Exercise details: Please return every line of the records that contains the word "invariant".

The data:
------------------------------

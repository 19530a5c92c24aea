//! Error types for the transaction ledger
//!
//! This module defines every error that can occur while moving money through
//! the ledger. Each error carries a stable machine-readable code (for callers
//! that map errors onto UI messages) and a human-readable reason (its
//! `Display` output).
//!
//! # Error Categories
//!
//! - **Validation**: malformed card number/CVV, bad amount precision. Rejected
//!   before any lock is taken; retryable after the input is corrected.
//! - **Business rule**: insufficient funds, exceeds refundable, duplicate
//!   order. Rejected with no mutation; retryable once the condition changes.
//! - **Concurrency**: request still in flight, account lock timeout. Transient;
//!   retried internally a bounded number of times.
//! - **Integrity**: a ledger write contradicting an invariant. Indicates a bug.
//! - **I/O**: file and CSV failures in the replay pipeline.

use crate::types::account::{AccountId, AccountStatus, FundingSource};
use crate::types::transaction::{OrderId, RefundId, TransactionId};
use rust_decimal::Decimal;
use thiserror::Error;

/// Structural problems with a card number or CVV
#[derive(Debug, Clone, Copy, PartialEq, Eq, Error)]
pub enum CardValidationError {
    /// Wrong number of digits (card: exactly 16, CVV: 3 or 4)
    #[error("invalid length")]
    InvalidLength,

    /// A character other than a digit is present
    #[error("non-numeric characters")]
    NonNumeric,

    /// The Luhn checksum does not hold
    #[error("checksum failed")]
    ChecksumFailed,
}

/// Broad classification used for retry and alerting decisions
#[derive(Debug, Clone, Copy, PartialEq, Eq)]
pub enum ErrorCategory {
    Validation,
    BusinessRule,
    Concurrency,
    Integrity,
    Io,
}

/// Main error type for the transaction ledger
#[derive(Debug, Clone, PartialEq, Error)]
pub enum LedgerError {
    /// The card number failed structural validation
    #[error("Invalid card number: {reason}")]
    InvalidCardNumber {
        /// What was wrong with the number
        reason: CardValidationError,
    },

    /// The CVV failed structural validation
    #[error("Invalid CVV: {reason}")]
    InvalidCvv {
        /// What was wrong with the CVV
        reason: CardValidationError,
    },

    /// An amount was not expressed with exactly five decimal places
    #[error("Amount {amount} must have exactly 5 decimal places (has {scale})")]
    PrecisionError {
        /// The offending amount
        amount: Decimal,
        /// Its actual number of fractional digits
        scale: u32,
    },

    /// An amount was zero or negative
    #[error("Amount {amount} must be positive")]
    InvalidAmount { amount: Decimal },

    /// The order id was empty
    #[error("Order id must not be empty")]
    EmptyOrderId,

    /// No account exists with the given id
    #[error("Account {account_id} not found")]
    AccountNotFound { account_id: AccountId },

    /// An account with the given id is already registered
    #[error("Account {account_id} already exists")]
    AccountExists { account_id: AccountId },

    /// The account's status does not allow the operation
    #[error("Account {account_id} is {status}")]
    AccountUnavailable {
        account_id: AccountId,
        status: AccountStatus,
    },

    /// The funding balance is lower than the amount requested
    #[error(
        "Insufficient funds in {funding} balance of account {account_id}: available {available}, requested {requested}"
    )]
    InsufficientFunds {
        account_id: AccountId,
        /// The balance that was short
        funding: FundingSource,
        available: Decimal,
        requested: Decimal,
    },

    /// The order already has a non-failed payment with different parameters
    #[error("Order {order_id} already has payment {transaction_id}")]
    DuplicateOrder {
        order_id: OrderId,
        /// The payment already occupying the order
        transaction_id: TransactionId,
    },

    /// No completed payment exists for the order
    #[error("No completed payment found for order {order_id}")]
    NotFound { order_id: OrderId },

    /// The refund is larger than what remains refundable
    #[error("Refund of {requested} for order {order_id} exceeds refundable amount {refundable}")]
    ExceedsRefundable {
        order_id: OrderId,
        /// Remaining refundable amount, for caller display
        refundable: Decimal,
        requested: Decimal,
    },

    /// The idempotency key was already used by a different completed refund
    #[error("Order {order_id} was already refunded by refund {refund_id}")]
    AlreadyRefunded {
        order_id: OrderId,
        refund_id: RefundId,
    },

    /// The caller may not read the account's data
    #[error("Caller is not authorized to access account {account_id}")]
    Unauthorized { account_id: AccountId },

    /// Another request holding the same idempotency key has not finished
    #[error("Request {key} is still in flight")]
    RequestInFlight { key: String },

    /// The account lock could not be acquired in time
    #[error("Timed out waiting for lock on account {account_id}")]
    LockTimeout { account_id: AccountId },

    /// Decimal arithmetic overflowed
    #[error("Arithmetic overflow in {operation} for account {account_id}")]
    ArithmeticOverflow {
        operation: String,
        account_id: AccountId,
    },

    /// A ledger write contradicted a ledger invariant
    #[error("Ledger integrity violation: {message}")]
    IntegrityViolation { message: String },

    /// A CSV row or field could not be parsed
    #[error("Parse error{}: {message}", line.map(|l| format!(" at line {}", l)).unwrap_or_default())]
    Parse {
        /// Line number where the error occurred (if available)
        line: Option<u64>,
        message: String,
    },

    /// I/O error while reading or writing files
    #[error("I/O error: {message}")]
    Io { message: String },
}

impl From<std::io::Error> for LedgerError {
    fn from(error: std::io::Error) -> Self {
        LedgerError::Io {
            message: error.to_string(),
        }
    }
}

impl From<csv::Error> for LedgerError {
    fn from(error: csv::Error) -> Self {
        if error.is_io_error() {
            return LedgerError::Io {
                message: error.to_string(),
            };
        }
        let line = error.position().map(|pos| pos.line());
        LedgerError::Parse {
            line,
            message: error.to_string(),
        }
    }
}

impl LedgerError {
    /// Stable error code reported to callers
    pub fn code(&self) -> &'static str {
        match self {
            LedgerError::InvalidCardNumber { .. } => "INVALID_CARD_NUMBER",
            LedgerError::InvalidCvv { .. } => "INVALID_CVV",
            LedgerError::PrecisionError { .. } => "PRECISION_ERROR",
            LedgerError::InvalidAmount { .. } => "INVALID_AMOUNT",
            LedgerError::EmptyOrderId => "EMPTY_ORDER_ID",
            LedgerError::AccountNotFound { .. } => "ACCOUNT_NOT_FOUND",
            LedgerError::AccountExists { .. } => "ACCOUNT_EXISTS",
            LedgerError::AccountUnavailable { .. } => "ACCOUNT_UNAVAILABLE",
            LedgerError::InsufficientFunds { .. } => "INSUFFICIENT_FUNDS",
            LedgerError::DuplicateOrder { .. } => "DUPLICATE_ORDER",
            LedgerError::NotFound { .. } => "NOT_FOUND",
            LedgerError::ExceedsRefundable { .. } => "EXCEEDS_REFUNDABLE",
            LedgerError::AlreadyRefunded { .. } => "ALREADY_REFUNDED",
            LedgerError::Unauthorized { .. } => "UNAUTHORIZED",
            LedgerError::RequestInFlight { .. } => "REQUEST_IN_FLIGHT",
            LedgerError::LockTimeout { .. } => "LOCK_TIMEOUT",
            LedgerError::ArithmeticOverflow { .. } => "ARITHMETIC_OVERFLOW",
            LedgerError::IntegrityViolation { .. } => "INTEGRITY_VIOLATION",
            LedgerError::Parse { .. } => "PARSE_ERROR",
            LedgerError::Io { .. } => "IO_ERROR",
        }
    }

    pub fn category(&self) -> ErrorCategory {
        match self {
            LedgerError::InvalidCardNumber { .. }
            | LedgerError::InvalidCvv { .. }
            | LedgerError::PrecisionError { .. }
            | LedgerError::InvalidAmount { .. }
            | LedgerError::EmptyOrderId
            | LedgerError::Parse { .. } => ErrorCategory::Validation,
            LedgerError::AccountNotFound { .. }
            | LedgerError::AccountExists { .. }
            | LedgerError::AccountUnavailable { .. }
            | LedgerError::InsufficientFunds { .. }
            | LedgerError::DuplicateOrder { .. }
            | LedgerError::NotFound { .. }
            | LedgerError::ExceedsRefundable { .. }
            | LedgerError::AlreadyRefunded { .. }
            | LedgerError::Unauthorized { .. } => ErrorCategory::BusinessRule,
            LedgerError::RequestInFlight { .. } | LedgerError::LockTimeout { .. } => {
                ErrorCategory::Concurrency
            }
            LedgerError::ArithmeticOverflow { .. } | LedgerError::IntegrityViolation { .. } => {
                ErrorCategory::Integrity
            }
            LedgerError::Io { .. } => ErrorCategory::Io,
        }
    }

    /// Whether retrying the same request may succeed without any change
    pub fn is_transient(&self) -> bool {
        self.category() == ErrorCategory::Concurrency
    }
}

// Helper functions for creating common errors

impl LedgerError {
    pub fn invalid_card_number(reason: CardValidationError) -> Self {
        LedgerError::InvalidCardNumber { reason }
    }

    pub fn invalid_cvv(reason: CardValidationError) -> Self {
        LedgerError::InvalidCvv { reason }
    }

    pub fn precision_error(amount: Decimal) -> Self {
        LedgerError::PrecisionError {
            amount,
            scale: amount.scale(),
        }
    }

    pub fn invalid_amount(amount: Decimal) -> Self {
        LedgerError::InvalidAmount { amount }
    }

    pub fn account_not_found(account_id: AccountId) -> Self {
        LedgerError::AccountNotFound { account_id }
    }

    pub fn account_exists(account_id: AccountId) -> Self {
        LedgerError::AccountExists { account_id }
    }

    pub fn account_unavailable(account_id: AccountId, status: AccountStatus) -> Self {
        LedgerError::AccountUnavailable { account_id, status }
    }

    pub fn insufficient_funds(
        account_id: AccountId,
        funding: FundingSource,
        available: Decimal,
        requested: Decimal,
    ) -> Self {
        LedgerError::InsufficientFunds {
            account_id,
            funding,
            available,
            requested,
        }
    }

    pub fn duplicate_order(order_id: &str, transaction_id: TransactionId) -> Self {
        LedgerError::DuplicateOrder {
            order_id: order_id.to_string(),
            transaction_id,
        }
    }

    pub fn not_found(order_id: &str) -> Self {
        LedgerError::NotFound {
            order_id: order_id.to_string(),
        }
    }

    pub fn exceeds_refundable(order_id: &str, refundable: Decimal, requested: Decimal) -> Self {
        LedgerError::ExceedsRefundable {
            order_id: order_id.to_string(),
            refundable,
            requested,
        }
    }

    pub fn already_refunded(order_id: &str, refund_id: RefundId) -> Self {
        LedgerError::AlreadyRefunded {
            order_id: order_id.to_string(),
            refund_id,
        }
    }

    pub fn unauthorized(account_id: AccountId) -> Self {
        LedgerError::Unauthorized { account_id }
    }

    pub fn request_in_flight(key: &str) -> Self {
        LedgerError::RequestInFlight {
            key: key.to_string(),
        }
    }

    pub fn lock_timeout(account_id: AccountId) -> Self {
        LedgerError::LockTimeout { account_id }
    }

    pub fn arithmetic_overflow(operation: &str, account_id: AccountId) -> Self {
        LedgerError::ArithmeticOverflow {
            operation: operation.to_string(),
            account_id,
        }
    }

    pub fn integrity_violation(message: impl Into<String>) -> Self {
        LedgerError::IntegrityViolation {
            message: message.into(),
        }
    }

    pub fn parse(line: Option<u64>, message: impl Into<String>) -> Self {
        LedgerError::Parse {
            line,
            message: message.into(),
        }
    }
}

------------------------------

Answer section:
//! - **Integrity**: a ledger write contradicting an invariant. Indicates a bug.
    /// A ledger write contradicted a ledger invariant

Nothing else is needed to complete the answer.